Не обратив внимания на реплику, Гиря распорядился:
– Хомута – в речку, этого – на ту сторону. Пока доберется до поселка, мы уже далеко будем.
– Умный ты пацан, Гиря, а дурак… – Крыня двусмысленно ухмыльнулся щербатым ртом.
Гиря спросил у пасечника:
– Лодка есть?
Тот поспешно
– Там, на берегу…
Гиря заметил, как Крыня достал из мешка с припасами, что приготовил им вольнонаемный, мешочек с дробью и сунул себе в карман, но сделал вид, будто ничего не видел. Отобрав у Крыни мешок, Гиря протянул его Хмырю:
– Бери, и пушку тоже. Ты с ней лучше управишься.

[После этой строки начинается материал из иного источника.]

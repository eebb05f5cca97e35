//! Render-path synthesis core.
//!
//! `SynthCore` owns every sounding voice and drone and renders the mixed,
//! gain-scaled output. It is driven either by the cpal callback or by the
//! offline renderer, and communicates with the control path exclusively
//! through lock-free primitives: a crossbeam command channel in, a crossbeam
//! event channel out, and two shared atomics (master gain, engine clock).
//! No locks are held on this path.

use super::oscillator::Oscillator;
use super::voice::Voice;
use crate::types::Waveform;
use crossbeam_channel::{Receiver, Sender};
use std::sync::atomic::{AtomicU32, AtomicU64, Ordering};
use std::sync::Arc;

/// Commands the control path sends to the render path.
///
/// All times are in engine-clock seconds; the core converts them to sample
/// indices once, when the command is drained, so scheduled starts and
/// releases land on exact samples rather than callback boundaries.
#[derive(Debug, Clone)]
pub enum SynthCommand {
    /// Start a voice. `start_at` in the past (or zero) means "immediately".
    /// A pre-scheduled `release_at` is used by playback voices.
    VoiceOn {
        id: u64,
        frequency: f32,
        waveform: Waveform,
        start_at: f64,
        release_at: Option<f64>,
    },
    /// Begin the release ramp of a live voice
    VoiceRelease { id: u64 },
    /// Start a sustained sine drone
    DroneOn { id: u64, frequency: f32 },
    /// Cut a drone immediately (no release ramp)
    DroneOff { id: u64 },
    /// Arm the playback completion deadline; replaces any armed deadline
    ArmCompletion { at: f64 },
}

/// Events the render path reports back to the control path
#[derive(Debug, Clone, Copy, PartialEq, Eq)]
pub enum SynthEvent {
    /// The armed completion deadline has passed; playback is over
    PlaybackFinished,
}

pub struct SynthCore {
    sample_rate: f32,
    /// Samples rendered since the core was created
    clock: u64,
    /// Engine clock published to the control path, f64 seconds as bits
    shared_clock: Arc<AtomicU64>,
    /// Master bus gain, f32 bits, written by the control path
    master_gain: Arc<AtomicU32>,
    command_rx: Receiver<SynthCommand>,
    event_tx: Sender<SynthEvent>,
    voices: Vec<Voice>,
    drones: Vec<(u64, Oscillator)>,
    completion_at: Option<u64>,
}

impl SynthCore {
    pub fn new(
        sample_rate: f32,
        shared_clock: Arc<AtomicU64>,
        master_gain: Arc<AtomicU32>,
        command_rx: Receiver<SynthCommand>,
        event_tx: Sender<SynthEvent>,
    ) -> Self {
        Self {
            sample_rate,
            clock: 0,
            shared_clock,
            master_gain,
            command_rx,
            event_tx,
            voices: Vec::new(),
            drones: Vec::new(),
            completion_at: None,
        }
    }

    pub fn sample_rate(&self) -> f32 {
        self.sample_rate
    }

    fn secs_to_sample(&self, secs: f64) -> u64 {
        (secs * self.sample_rate as f64).round().max(0.0) as u64
    }

    /// Render one block of mono samples.
    ///
    /// Drains pending commands, mixes all voices and drones through the
    /// master gain, advances and publishes the engine clock, and fires the
    /// completion event if the armed deadline was crossed in this block.
    pub fn render(&mut self, out: &mut [f32]) {
        self.drain_commands();

        let gain = f32::from_bits(self.master_gain.load(Ordering::Relaxed));

        for sample in out.iter_mut() {
            let mut mixed = 0.0;
            for voice in &mut self.voices {
                mixed += voice.sample_at(self.clock);
            }
            for (_, drone) in &mut self.drones {
                mixed += drone.next_sample();
            }
            *sample = mixed * gain;
            self.clock += 1;
        }

        // Reap voices whose release ramp has completed
        self.voices.retain(|v| !v.is_finished());

        self.shared_clock.store(
            (self.clock as f64 / self.sample_rate as f64).to_bits(),
            Ordering::Release,
        );

        if let Some(at) = self.completion_at {
            if self.clock >= at {
                self.completion_at = None;
                let _ = self.event_tx.send(SynthEvent::PlaybackFinished);
            }
        }
    }

    fn drain_commands(&mut self) {
        while let Ok(cmd) = self.command_rx.try_recv() {
            match cmd {
                SynthCommand::VoiceOn {
                    id,
                    frequency,
                    waveform,
                    start_at,
                    release_at,
                } => {
                    self.voices.push(Voice::new(
                        id,
                        frequency,
                        waveform,
                        self.sample_rate,
                        self.secs_to_sample(start_at),
                        release_at.map(|secs| self.secs_to_sample(secs)),
                    ));
                }
                SynthCommand::VoiceRelease { id } => {
                    if let Some(voice) = self.voices.iter_mut().find(|v| v.id() == id) {
                        voice.release();
                    }
                }
                SynthCommand::DroneOn { id, frequency } => {
                    self.drones.push((
                        id,
                        Oscillator::new(frequency, Waveform::Sine, self.sample_rate),
                    ));
                }
                SynthCommand::DroneOff { id } => {
                    self.drones.retain(|(drone_id, _)| *drone_id != id);
                }
                SynthCommand::ArmCompletion { at } => {
                    self.completion_at = Some(self.secs_to_sample(at));
                }
            }
        }
    }
}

Пасечника развязали, завладевший автоматом Крыня пхнул его стволом в спину:
– Шагай, суслик…
Гиря отстранено подумал, что мужичок, и, правда, похож на суслика; пришибленный, придавленный страхом, с отвисшими, расслабленными губами. Когда пасечник вышел на крыльцо, невольно попятился назад, увидев убитого. Крыня свирепо двинул его прикладом по спине, рявкнул:
– Бери!..
Тот, кривясь от боли, нагнулся к прапорщику, ухватил его за плечи, пугливо и вопрошающе поглядел на Крыню. Гиря задержался над трупом, сказал Хмырю:
– Возьми за ноги…
Хмырь, даже не задержавшись, осторожно переступил через прапорщика и побрел прочь между ульев. Гиря тяжело глянул ему в спину, но ничего не сказал, поймал за шкирку Губошлепа, молча толкнул к трупу. Тот послушно взялся за ноги, и пошел впереди. Пасечник, красный от натуги, шатаясь, ковылял сзади. Крыня без всякой надобности тыкал ему в спину стволом автомата.

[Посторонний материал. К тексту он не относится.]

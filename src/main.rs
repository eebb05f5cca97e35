use anyhow::Result;
use clavier::repl::Repl;

fn main() -> Result<()> {
    Repl::new()?.run()
}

Прапорщика положили в крошечную лодку-долбленку. Крыня, вдруг спохватившись, забежал в воду и принялся стягивать с прапорщика новенькие хромовые сапоги. Гиря пробормотал себе под нос:
– Вот чмо болотное… Видал дураков, но таких… Сам себе труп на шею вешает… – пихнул Губошлепа к лодке: – Бери весло…
– Почему я? Пусть он сам гребет…
– Дурак! Его связать надо, чтобы подольше до поселка не добрался, и лодку обратно перегнать. А то на лодке он через два часа в поселке будет…

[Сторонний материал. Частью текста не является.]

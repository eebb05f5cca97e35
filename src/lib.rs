//! # Clavier
//!
//! Clavier is a polyphonic tone-generation and performance-capture engine.
//! It turns discrete note-on/note-off events into oscillator voices mixed
//! through a shared master gain stage, and can record a performance as a
//! timestamped event log for deterministic replay.
//!
//! The public entry point is [`engine::Engine`]: note on/off, drone
//! toggling, record/stop/play/clear, and the volume/waveform controls. The
//! control surface is synchronous and safe to drive from unpredictable
//! overlapping input; actual rendering happens on a separate real-time
//! path reached only through lock-free channels and atomics.
//!
//! ## Modules
//!
//! - `types`: pure data types - note ids, note-name parsing, waveforms.
//! - `audio`: render-path DSP - oscillators, amplitude ramps, voices, the
//!   synthesis core, and the cpal/offline output backends.
//! - `engine`: the control path - facade, registries, recorder, playback
//!   scheduling.
//! - `repl`: interactive command-line driver for the engine.

pub mod audio;
pub mod engine;
pub mod repl;
pub mod types;

// Re-export commonly used types for convenience
pub use crate::engine::{Engine, EngineStatus, RecordedEvent};
pub use crate::types::{NoteId, Waveform};
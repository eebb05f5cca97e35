//! Note identifiers and note-name parsing.
//!
//! The engine treats note ids as opaque keys; only the interactive driver
//! needs to turn a name like "C4" into a frequency.

use anyhow::{anyhow, Result};
use std::fmt;

/// Opaque identifier for a pitch class + octave, e.g. "C4" or "F#3".
///
/// Unique key into the voice and drone registries. The engine never
/// interprets the contents; any non-empty string is a valid id.
#[derive(Debug, Clone, PartialEq, Eq, Hash, PartialOrd, Ord)]
pub struct NoteId(String);

impl NoteId {
    pub fn new(id: impl Into<String>) -> Self {
        NoteId(id.into())
    }

    pub fn as_str(&self) -> &str {
        &self.0
    }
}

impl From<&str> for NoteId {
    fn from(s: &str) -> Self {
        NoteId(s.to_string())
    }
}

impl fmt::Display for NoteId {
    fn fmt(&self, f: &mut fmt::Formatter<'_>) -> fmt::Result {
        write!(f, "{}", self.0)
    }
}

/// Standard 12-tone equal temperament frequencies for the 4th octave (C4-B4)
/// Based on A4 = 440Hz standard tuning
const BASE_OCTAVE_FREQUENCIES: [f32; 12] = [
    261.63, // C4
    277.18, // C#4/Db4
    293.66, // D4
    311.13, // D#4/Eb4
    329.63, // E4
    349.23, // F4
    369.99, // F#4/Gb4
    392.00, // G4
    415.30, // G#4/Ab4
    440.00, // A4
    466.16, // A#4/Bb4
    493.88, // B4
];

/// Get the frequency in Hz for a note name like "C4", "F#3" or "Bb2".
///
/// Octaves outside the 4th are derived by doubling/halving the base octave.
pub fn note_frequency(name: &str) -> Result<f32> {
    let mut chars = name.chars();
    let letter = chars
        .next()
        .ok_or_else(|| anyhow!("Empty note name"))?
        .to_ascii_uppercase();

    let mut pitch_class: i16 = match letter {
        'C' => 0,
        'D' => 2,
        'E' => 4,
        'F' => 5,
        'G' => 7,
        'A' => 9,
        'B' => 11,
        _ => return Err(anyhow!("Invalid note letter: {}", letter)),
    };

    let rest: String = chars.collect();
    let octave_str = match rest.chars().next() {
        Some('#') => {
            pitch_class += 1;
            &rest[1..]
        }
        Some('b') => {
            pitch_class -= 1;
            &rest[1..]
        }
        _ => &rest[..],
    };
    let pitch_class = pitch_class.rem_euclid(12) as usize;
    // Cb wraps to B of the same notated octave; close enough for a keyboard map
    let octave: i32 = octave_str
        .parse()
        .map_err(|_| anyhow!("Invalid octave in note name: {}", name))?;

    let base = BASE_OCTAVE_FREQUENCIES[pitch_class];
    Ok(base * 2.0_f32.powi(octave - 4))
}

Губошлеп влез в лодку, взял коротенькое весло, больше похожее на лопату для уборки снега, растерянно заозирался:
– А где второе? И уключины?..
– Во, бля… Подарочек… – проворчал Гиря. – В корму садись, и огребай то справа, то слева!
Крыня, наконец, стянул с прапорщика сапоги. Гиря бросил ему:
– Свяжи этого… Руки назад. Чтоб не развязался…
– Сейчас… – Крыня широко ухмыльнулся.
Пасечник послушно повернулся к нему спиной, Крыня вытащил из-за пазухи мешочек с дробью, и, широко размахнувшись, врезал им пасечника по голове. И тут же одним движением закинул обмякшее тело в лодку. Утлое суденышко чуть не перевернулось, и осело почти до краев бортов.
Неумело огребаясь веслом, немилосердно брызгая, и мотаясь из стороны в сторону, Губошлеп погнал лодку от берега. Крыня вдруг вскинул автомат:
– Губошлеп, переворачивай лодку!
– Ты чего, Крыня?.. – он от неожиданности выронил весло.
– Лодку переворачивай, говорю… А то я в ней щас дырок понаделаю, да и в тебе заодно…
Губошлеп в панике заметался, неуклюже перевесился через борт, лодка опрокинулась, на мгновение показала черное днище, но тут же снова встала на ровный киль, только теперь полная воды до краев. Ни пасечника, ни прапорщика в ней уже не было. Губошлеп вынырнул, и с выпученными глазами, почему-то по-собачьи, хоть и хорошо умел плавать, поплыл к берегу.